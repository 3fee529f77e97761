//! In-process record store.

use async_trait::async_trait;
use dashmap::mapref::entry::Entry;
use dashmap::DashMap;
use std::sync::atomic::{AtomicU64, Ordering};
use tracing::trace;

use certpilot_common::ObjectKey;

use super::{LabelSelector, RecordStore, Secret, StoreError};

/// Record store backed by a concurrent map.
///
/// Per-key operations are atomic; `create` on an occupied key fails with
/// [`StoreError::AlreadyExists`] even under concurrent writers.
#[derive(Debug, Default)]
pub struct MemoryStore {
    records: DashMap<ObjectKey, Secret>,
    version: AtomicU64,
    writes: AtomicU64,
}

impl MemoryStore {
    pub fn new() -> Self {
        Self::default()
    }

    /// Number of stored records
    pub fn len(&self) -> usize {
        self.records.len()
    }

    pub fn is_empty(&self) -> bool {
        self.records.is_empty()
    }

    /// Total successful creates and updates since construction
    pub fn write_count(&self) -> u64 {
        self.writes.load(Ordering::Relaxed)
    }

    fn next_version(&self) -> u64 {
        self.version.fetch_add(1, Ordering::Relaxed) + 1
    }
}

#[async_trait]
impl RecordStore for MemoryStore {
    async fn get(&self, key: &ObjectKey) -> Result<Secret, StoreError> {
        self.records
            .get(key)
            .map(|entry| entry.value().clone())
            .ok_or_else(|| StoreError::NotFound { key: key.clone() })
    }

    async fn list(&self, selector: &LabelSelector) -> Result<Vec<Secret>, StoreError> {
        let mut matched: Vec<Secret> = self
            .records
            .iter()
            .filter(|entry| selector.matches(&entry.value().metadata.labels))
            .map(|entry| entry.value().clone())
            .collect();
        matched.sort_by_key(Secret::key);
        trace!(count = matched.len(), "Listed records");
        Ok(matched)
    }

    async fn create(&self, mut secret: Secret) -> Result<Secret, StoreError> {
        let key = secret.key();
        match self.records.entry(key.clone()) {
            Entry::Occupied(_) => Err(StoreError::AlreadyExists { key }),
            Entry::Vacant(slot) => {
                secret.metadata.resource_version = Some(self.next_version());
                slot.insert(secret.clone());
                self.writes.fetch_add(1, Ordering::Relaxed);
                trace!(key = %key, "Created record");
                Ok(secret)
            }
        }
    }

    async fn update(&self, mut secret: Secret) -> Result<Secret, StoreError> {
        let key = secret.key();
        let mut existing = self
            .records
            .get_mut(&key)
            .ok_or_else(|| StoreError::NotFound { key: key.clone() })?;

        let actual = existing.metadata.resource_version.unwrap_or_default();
        if let Some(expected) = secret.metadata.resource_version {
            if expected != actual {
                return Err(StoreError::Conflict {
                    key,
                    expected,
                    actual,
                });
            }
        }

        secret.metadata.resource_version = Some(self.next_version());
        *existing = secret.clone();
        self.writes.fetch_add(1, Ordering::Relaxed);
        trace!(key = %key, "Updated record");
        Ok(secret)
    }
}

☆ ☆ ☆ ☆ ☆

● **PROBLEM TO WORK ON**
Only the lines above starting at the one containing "#[derive(Debug, Default)]" and ending at the one containing "pub fn write_count(&self)", both included, are to be returned, exactly as they read.

● **ANSWER**
#[derive(Debug, Default)]
pub struct MemoryStore {
    records: DashMap<ObjectKey, Secret>,
    version: AtomicU64,
    writes: AtomicU64,
}

impl MemoryStore {
    pub fn new() -> Self {
        Self::default()
    }

    /// Number of stored records
    pub fn len(&self) -> usize {
        self.records.len()
    }

    pub fn is_empty(&self) -> bool {
        self.records.is_empty()
    }

    /// Total successful creates and updates since construction
    pub fn write_count(&self) -> u64 {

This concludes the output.